• _Work request_
The task calls for every line of the data to be repeated exactly.

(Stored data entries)
════════════════════
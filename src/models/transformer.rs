//! Transformer interface consumed by the denoising loop.
//!
//! The architecture itself lives outside this crate; the loop only needs a
//! forward pass that maps noisy latents to a velocity prediction.

use ndarray::{Array1, Array2, Array3, Array4};

use crate::config::ExecutionContext;
use crate::error::Result;

/// Static properties of a loaded transformer.
#[derive(Debug, Clone, Copy, PartialEq, Eq)]
pub struct TransformerConfig {
    /// Latent channels the model consumes and predicts.
    pub in_channels: usize,
    /// Spatial patch size used to tokenize latents.
    pub patch_size: usize,
}

impl Default for TransformerConfig {
    fn default() -> Self {
        // CogView4-6B
        Self {
            in_channels: 16,
            patch_size: 2,
        }
    }
}

/// Micro-conditioning on the requested image geometry.
#[derive(Debug, Clone, Copy, PartialEq)]
pub struct SizeConditioning {
    /// (height, width) of the source image in pixels.
    pub original_size: (f32, f32),
    /// (height, width) of the generated image in pixels.
    pub target_size: (f32, f32),
    /// (top, left) crop offset in pixels.
    pub crop_coords_top_left: (f32, f32),
}

impl SizeConditioning {
    /// Uncropped generation at `height` x `width`.
    pub fn uncropped(height: usize, width: usize) -> Self {
        let size = (height as f32, width as f32);
        Self {
            original_size: size,
            target_size: size,
            crop_coords_top_left: (0.0, 0.0),
        }
    }
}

/// Inputs of one forward pass.
#[derive(Debug, Clone, Copy)]
pub struct TransformerInput<'a> {
    /// Noisy latents, `[batch, channels, h, w]`.
    pub hidden_states: &'a Array4<f32>,
    /// Timestep per batch entry, native scale (0..=1000).
    pub timestep: &'a Array1<f32>,
    /// Text embeddings, `[batch, seq, dim]`.
    pub encoder_hidden_states: &'a Array3<f32>,
    /// Pooled text embeddings, `[batch, dim]`, for models that use them.
    pub pooled_projections: Option<&'a Array2<f32>>,
    pub size: &'a SizeConditioning,
}

/// A denoising transformer.
pub trait Transformer {
    /// Returns the model's static configuration.
    fn config(&self) -> TransformerConfig;

    /// Predicts the flow velocity for `input.hidden_states`.
    ///
    /// The output must have the same shape as the hidden states.
    fn forward(&mut self, input: &TransformerInput<'_>) -> Result<Array4<f32>>;

    /// Moves weights onto the compute device.
    fn load_to_device(&mut self, _ctx: &ExecutionContext) -> Result<()> {
        Ok(())
    }

    /// Releases device memory held by the weights.
    fn offload(&mut self) {}
}
#[test]
fn regenerate_everything_mask_matches_plain_img2img() {
    let mut harness = Harness::new(Mixing);
    let init_name = harness
        .tensors
        .save(&Array4::from_shape_fn((1, CHANNELS, 8, 8), |(_, c, h, w)| {
            (c + h) as f32 * 0.1 - w as f32 * 0.05
        }))
        .unwrap();
    let mask_name = harness
        .tensors
        .save(&Array4::zeros((1, 1, 64, 64)))
        .unwrap();

    let plain = DenoiseParams {
        latents: Some(init_name),
        denoising_start: 0.3,
        ..harness.params(64, 64, 6)
    };
    let masked = DenoiseParams {
        denoise_mask: Some(mask_name),
        ..plain.clone()
    };

    let a = harness.invoke(plain, ExecutionContext::cpu()).unwrap();
    let b = harness.invoke(masked, ExecutionContext::cpu()).unwrap();
    assert_eq!(harness.latents(&a), harness.latents(&b));
}

#[test]
fn preserve_left_half_mask() {
    let mut harness = Harness::new(Mixing);
    let init = Array4::from_elem((1, CHANNELS, 8, 8), -0.6);
    let init_name = harness.tensors.save(&init).unwrap();
    let mask = Array4::from_shape_fn((1, 1, 64, 64), |(_, _, _, w)| if w < 32 { 1.0 } else { 0.0 });
    let mask_name = harness.tensors.save(&mask).unwrap();

    let params = DenoiseParams {
        latents: Some(init_name),
        denoise_mask: Some(mask_name),
        denoising_start: 0.2,
        ..harness.params(64, 64, 5)
    };
    let output = harness.invoke(params, ExecutionContext::cpu()).unwrap();
    let latents = harness.latents(&output);

    // Left columns sample only preserved pixels, so they equal the init latents.
    let left = latents.slice(ndarray::s![.., .., .., ..3]);
    assert!(left.iter().all(|&v| v == -0.6));
    // Right columns are regenerated.
    let right = latents.slice(ndarray::s![.., .., .., 5..]);
    assert!(right.iter().any(|&v| v != -0.6));
}
//! cogview4-denoise: command-line front end.
//!
//! - `schedule`: print the timestep schedule for an image size
//! - `noise`: write seeded latent noise to the tensor store

use anyhow::{bail, Context, Result};
use tracing::info;
use tracing_subscriber::EnvFilter;

use cogview4_denoise::cache::{FileTensorStore, TensorStore};
use cogview4_denoise::cli::{Cli, Command, NoiseArgs, ScheduleArgs};
use cogview4_denoise::config::{DenoiseConfig, ExecutionContext};
use cogview4_denoise::generation::get_noise;

fn main() -> Result<()> {
    let cli = Cli::parse_args();

    let level = if cli.verbose { "debug" } else { "info" };
    tracing_subscriber::fmt()
        .with_env_filter(
            EnvFilter::from_default_env()
                .add_directive(format!("cogview4_denoise={}", level).parse()?),
        )
        .with_writer(std::io::stderr)
        .init();

    let config = DenoiseConfig::from_env();
    if let Some(msg) = config.validate() {
        bail!("invalid configuration: {}", msg);
    }

    match &cli.command {
        Command::Schedule(args) => run_schedule(args),
        Command::Noise(args) => run_noise(args, &config),
    }
}

fn run_schedule(args: &ScheduleArgs) -> Result<()> {
    let report = args.report().context("failed to build schedule")?;

    if args.json {
        println!("{}", serde_json::to_string_pretty(&report)?);
        return Ok(());
    }

    println!("image_seq_len: {}", report.image_seq_len);
    println!("mu: {:.6}", report.mu);
    println!("{:>5}  {:>10}  {:>10}", "step", "timestep", "sigma");
    for (i, sigma) in report.sigmas.iter().enumerate() {
        match report.timesteps.get(i) {
            Some(t) => println!("{:>5}  {:>10.3}  {:>10.6}", i, t, sigma),
            None => println!("{:>5}  {:>10}  {:>10.6}", i, "-", sigma),
        }
    }
    if report.clipped.len() != report.sigmas.len() {
        println!("clipped: {:?}", report.clipped);
    }
    Ok(())
}

fn run_noise(args: &NoiseArgs, config: &DenoiseConfig) -> Result<()> {
    let mut ctx = ExecutionContext::choose(config);
    if let Some(precision) = args.precision {
        ctx.precision = precision.into();
    }

    let noise = get_noise(1, args.channels, args.height, args.width, &ctx, args.seed)
        .context("failed to generate noise")?;

    let dir = args.output_dir(config);
    let mut store = FileTensorStore::open(&dir)?;
    let name = store.save(&noise)?;
    info!(
        tensor = %name,
        shape = ?noise.shape(),
        precision = %ctx.precision,
        dir = %dir.display(),
        "saved noise"
    );
    println!("{}", name);
    Ok(())
}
════════════════════
• _Solution to this exercise_
filename src/models/transformer.rs
//! Transformer interface consumed by the denoising loop.
//!
//! The architecture itself lives outside this crate; the loop only needs a
//! forward pass that maps noisy latents to a velocity prediction.

use ndarray::{Array1, Array2, Array3, Array4};

use crate::config::ExecutionContext;
use crate::error::Result;

/// Static properties of a loaded transformer.
#[derive(Debug, Clone, Copy, PartialEq, Eq)]
pub struct TransformerConfig {
    /// Latent channels the model consumes and predicts.
    pub in_channels: usize,
    /// Spatial patch size used to tokenize latents.
    pub patch_size: usize,
}

impl Default for TransformerConfig {
    fn default() -> Self {
        // CogView4-6B
        Self {
            in_channels: 16,
            patch_size: 2,
        }
    }
}

/// Micro-conditioning on the requested image geometry.
#[derive(Debug, Clone, Copy, PartialEq)]
pub struct SizeConditioning {
    /// (height, width) of the source image in pixels.
    pub original_size: (f32, f32),
    /// (height, width) of the generated image in pixels.
    pub target_size: (f32, f32),
    /// (top, left) crop offset in pixels.
    pub crop_coords_top_left: (f32, f32),
}

impl SizeConditioning {
    /// Uncropped generation at `height` x `width`.
    pub fn uncropped(height: usize, width: usize) -> Self {
        let size = (height as f32, width as f32);
        Self {
            original_size: size,
            target_size: size,
            crop_coords_top_left: (0.0, 0.0),
        }
    }
}

/// Inputs of one forward pass.
#[derive(Debug, Clone, Copy)]
pub struct TransformerInput<'a> {
    /// Noisy latents, `[batch, channels, h, w]`.
    pub hidden_states: &'a Array4<f32>,
    /// Timestep per batch entry, native scale (0..=1000).
    pub timestep: &'a Array1<f32>,
    /// Text embeddings, `[batch, seq, dim]`.
    pub encoder_hidden_states: &'a Array3<f32>,
    /// Pooled text embeddings, `[batch, dim]`, for models that use them.
    pub pooled_projections: Option<&'a Array2<f32>>,
    pub size: &'a SizeConditioning,
}

/// A denoising transformer.
pub trait Transformer {
    /// Returns the model's static configuration.
    fn config(&self) -> TransformerConfig;

    /// Predicts the flow velocity for `input.hidden_states`.
    ///
    /// The output must have the same shape as the hidden states.
    fn forward(&mut self, input: &TransformerInput<'_>) -> Result<Array4<f32>>;

    /// Moves weights onto the compute device.
    fn load_to_device(&mut self, _ctx: &ExecutionContext) -> Result<()> {
        Ok(())
    }

    /// Releases device memory held by the weights.
    fn offload(&mut self) {}
}
#[test]
fn regenerate_everything_mask_matches_plain_img2img() {
    let mut harness = Harness::new(Mixing);
    let init_name = harness
        .tensors
        .save(&Array4::from_shape_fn((1, CHANNELS, 8, 8), |(_, c, h, w)| {
            (c + h) as f32 * 0.1 - w as f32 * 0.05
        }))
        .unwrap();
    let mask_name = harness
        .tensors
        .save(&Array4::zeros((1, 1, 64, 64)))
        .unwrap();

    let plain = DenoiseParams {
        latents: Some(init_name),
        denoising_start: 0.3,
        ..harness.params(64, 64, 6)
    };
    let masked = DenoiseParams {
        denoise_mask: Some(mask_name),
        ..plain.clone()
    };

    let a = harness.invoke(plain, ExecutionContext::cpu()).unwrap();
    let b = harness.invoke(masked, ExecutionContext::cpu()).unwrap();
    assert_eq!(harness.latents(&a), harness.latents(&b));
}

#[test]
fn preserve_left_half_mask() {
    let mut harness = Harness::new(Mixing);
    let init = Array4::from_elem((1, CHANNELS, 8, 8), -0.6);
    let init_name = harness.tensors.save(&init).unwrap();
    let mask = Array4::from_shape_fn((1, 1, 64, 64), |(_, _, _, w)| if w < 32 { 1.0 } else { 0.0 });
    let mask_name = harness.tensors.save(&mask).unwrap();

    let params = DenoiseParams {
        latents: Some(init_name),
        denoise_mask: Some(mask_name),
        denoising_start: 0.2,
        ..harness.params(64, 64, 5)
    };
    let output = harness.invoke(params, ExecutionContext::cpu()).unwrap();
    let latents = harness.latents(&output);

    // Left columns sample only preserved pixels, so they equal the init latents.
    let left = latents.slice(ndarray::s![.., .., .., ..3]);
    assert!(left.iter().all(|&v| v == -0.6));
    // Right columns are regenerated.
    let right = latents.slice(ndarray::s![.., .., .., 5..]);
    assert!(right.iter().any(|&v| v != -0.6));
}
//! cogview4-denoise: command-line front end.
//!
//! - `schedule`: print the timestep schedule for an image size
//! - `noise`: write seeded latent noise to the tensor store

use anyhow::{bail, Context, Result};
use tracing::info;
use tracing_subscriber::EnvFilter;

use cogview4_denoise::cache::{FileTensorStore, TensorStore};
use cogview4_denoise::cli::{Cli, Command, NoiseArgs, ScheduleArgs};
use cogview4_denoise::config::{DenoiseConfig, ExecutionContext};
use cogview4_denoise::generation::get_noise;

fn main() -> Result<()> {
    let cli = Cli::parse_args();

    let level = if cli.verbose { "debug" } else { "info" };
    tracing_subscriber::fmt()
        .with_env_filter(
            EnvFilter::from_default_env()
                .add_directive(format!("cogview4_denoise={}", level).parse()?),
        )
        .with_writer(std::io::stderr)
        .init();

    let config = DenoiseConfig::from_env();
    if let Some(msg) = config.validate() {
        bail!("invalid configuration: {}", msg);
    }

    match &cli.command {
        Command::Schedule(args) => run_schedule(args),
        Command::Noise(args) => run_noise(args, &config),
    }
}

fn run_schedule(args: &ScheduleArgs) -> Result<()> {
    let report = args.report().context("failed to build schedule")?;

    if args.json {
        println!("{}", serde_json::to_string_pretty(&report)?);
        return Ok(());
    }

    println!("image_seq_len: {}", report.image_seq_len);
    println!("mu: {:.6}", report.mu);
    println!("{:>5}  {:>10}  {:>10}", "step", "timestep", "sigma");
    for (i, sigma) in report.sigmas.iter().enumerate() {
        match report.timesteps.get(i) {
            Some(t) => println!("{:>5}  {:>10.3}  {:>10.6}", i, t, sigma),
            None => println!("{:>5}  {:>10}  {:>10.6}", i, "-", sigma),
        }
    }
    if report.clipped.len() != report.sigmas.len() {
        println!("clipped: {:?}", report.clipped);
    }
    Ok(())
}

fn run_noise(args: &NoiseArgs, config: &DenoiseConfig) -> Result<()> {
    let mut ctx = ExecutionContext::choose(config);
    if let Some(precision) = args.precision {
        ctx.precision = precision.into();
    }

    let noise = get_noise(1, args.channels, args.height, args.width, &ctx, args.seed)
        .context("failed to generate noise")?;

    let dir = args.output_dir(config);
    let mut store = FileTensorStore::open(&dir)?;
    let name = store.save(&noise)?;
    info!(
        tensor = %name,
        shape = ?noise.shape(),
        precision = %ctx.precision,
        dir = %dir.display(),
        "saved noise"
    );
    println!("{}", name);
    Ok(())
}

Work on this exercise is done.